↓

//! kitty.conf → Ghostty.

use std::path::{Path, PathBuf};

use tracing::debug;

use crate::error::{ConvertError, InputError};

use super::lines::{parse_flat_file, Separator};
use super::mapper::translate;
use super::table::{KITTY_TABLE, KITTY_THEME_TABLE};
use super::theme::{is_kitty_current_theme, kitty_theme_name, RelativeTo, ThemeReference};
use super::{
    config_dir_of, ConfigConverter, ConversionDiagnostics, GhosttyConfig, RawConfig, TerminalKind,
};

/// The key kitty uses to pull in another config file.
const INCLUDE_KEY: &str = "include";
/// Ghostty's named-theme setting.
const THEME_KEY: &str = "theme";

/// Converter for kitty's `key value` format.
#[derive(Debug, Clone)]
pub struct KittyConverter {
    config_dir: PathBuf,
    home: Option<PathBuf>,
}

impl KittyConverter {
    pub fn new(source_path: &Path, home: Option<PathBuf>) -> Self {
        Self {
            config_dir: config_dir_of(source_path),
            home,
        }
    }

    /// Parse and translate the theme kitten's `current-theme.conf`.
    ///
    /// Missing or unreadable theme files are reported and skipped.
    fn load_current_theme(
        &self,
        reference: &str,
        diagnostics: &mut ConversionDiagnostics,
    ) -> Result<Option<GhosttyConfig>, ConvertError> {
        let reference = ThemeReference::new(reference);
        let Some(path) =
            reference.resolve(&self.config_dir, self.home.as_deref(), RelativeTo::ConfigDir)
        else {
            diagnostics.warn(format!(
                "could not resolve theme `{}`: home directory unknown",
                reference.raw()
            ));
            return Ok(None);
        };
        debug!(path = %path.display(), "reading kitty theme file");

        match parse_flat_file(&path, Separator::Whitespace) {
            Ok(theme) => Ok(Some(translate(&theme, &KITTY_THEME_TABLE))),
            Err(InputError::Read { path, source }) => {
                diagnostics.warn(format!(
                    "theme file {} skipped: {source}",
                    path.display()
                ));
                Ok(None)
            }
            Err(e) => Err(e.into()),
        }
    }
}

impl ConfigConverter for KittyConverter {
    fn kind(&self) -> TerminalKind {
        TerminalKind::Kitty
    }

    fn parse(
        &self,
        path: &Path,
        _diagnostics: &mut ConversionDiagnostics,
    ) -> Result<RawConfig, ConvertError> {
        Ok(parse_flat_file(path, Separator::Whitespace)?)
    }

    fn convert(
        &self,
        config: &RawConfig,
        diagnostics: &mut ConversionDiagnostics,
    ) -> Result<GhosttyConfig, ConvertError> {
        let mut out = translate(config, &KITTY_TABLE);

        // The generated current-theme file is checked first so that
        // `include themes/current-theme.conf` is not read as a theme name.
        for (key, value) in config {
            if is_kitty_current_theme(value) {
                if let Some(theme) = self.load_current_theme(value, diagnostics)? {
                    out.extend(theme);
                }
            } else if key == INCLUDE_KEY {
                if let Some(name) = kitty_theme_name(value) {
                    out.insert(THEME_KEY.to_string(), name);
                }
            }
        }

        Ok(out)
    }
}
//! CLI argument parsing via clap.

use std::path::PathBuf;

use clap::Parser;
use ghostty_ghost::build_info;
use ghostty_ghost::convert::TerminalKind;

/// Convert a kitty or Alacritty config into a Ghostty config.
///
/// Without --from, the terminals that have a config at their default path
/// are listed and one is picked interactively.
#[derive(Debug, Parser)]
#[command(
    name = "ghostty-ghost",
    version,
    long_version = build_info::LONG_VERSION,
    after_help = build_info::HELP_BUILD_METADATA,
)]
pub struct Args {
    /// Terminal to convert from: kitty (k) or alacritty (a).
    #[arg(short = 'f', long = "from", value_name = "TERMINAL", value_parser = parse_terminal)]
    pub from: Option<TerminalKind>,

    /// Source terminal config (default: the terminal's usual config path).
    #[arg(short = 's', long = "source", value_name = "PATH", requires = "from")]
    pub source: Option<PathBuf>,

    /// Ghostty config to write (default: ~/.config/ghostty/config).
    #[arg(short = 't', long = "target", value_name = "PATH")]
    pub target: Option<PathBuf>,

    /// Settings file (default: ~/.config/ghostty-ghost/ghostty-ghost.toml).
    #[arg(short = 'c', long = "config", value_name = "PATH")]
    pub config: Option<PathBuf>,

    /// Disable color output.
    #[arg(long = "no-color")]
    pub no_color: bool,

    /// Log parsing and theme resolution details to stderr.
    #[arg(short = 'v', long = "verbose")]
    pub verbose: bool,
}

fn parse_terminal(raw: &str) -> Result<TerminalKind, String> {
    raw.parse::<TerminalKind>().map_err(|e| e.to_string())
}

↑

**TASK:**
Your answer must be the lines above, unchanged, from the first one through the line that holds "-> Result<Option<GhosttyConfig>, ConvertError>", inclusive, and no others.

**RESPONSE BOX:**
//! kitty.conf → Ghostty.

use std::path::{Path, PathBuf};

use tracing::debug;

use crate::error::{ConvertError, InputError};

use super::lines::{parse_flat_file, Separator};
use super::mapper::translate;
use super::table::{KITTY_TABLE, KITTY_THEME_TABLE};
use super::theme::{is_kitty_current_theme, kitty_theme_name, RelativeTo, ThemeReference};
use super::{
    config_dir_of, ConfigConverter, ConversionDiagnostics, GhosttyConfig, RawConfig, TerminalKind,
};

/// The key kitty uses to pull in another config file.
const INCLUDE_KEY: &str = "include";
/// Ghostty's named-theme setting.
const THEME_KEY: &str = "theme";

/// Converter for kitty's `key value` format.
#[derive(Debug, Clone)]
pub struct KittyConverter {
    config_dir: PathBuf,
    home: Option<PathBuf>,
}

impl KittyConverter {
    pub fn new(source_path: &Path, home: Option<PathBuf>) -> Self {
        Self {
            config_dir: config_dir_of(source_path),
            home,
        }
    }

    /// Parse and translate the theme kitten's `current-theme.conf`.
    ///
    /// Missing or unreadable theme files are reported and skipped.
    fn load_current_theme(
        &self,
        reference: &str,
        diagnostics: &mut ConversionDiagnostics,
    ) -> Result<Option<GhosttyConfig>, ConvertError> {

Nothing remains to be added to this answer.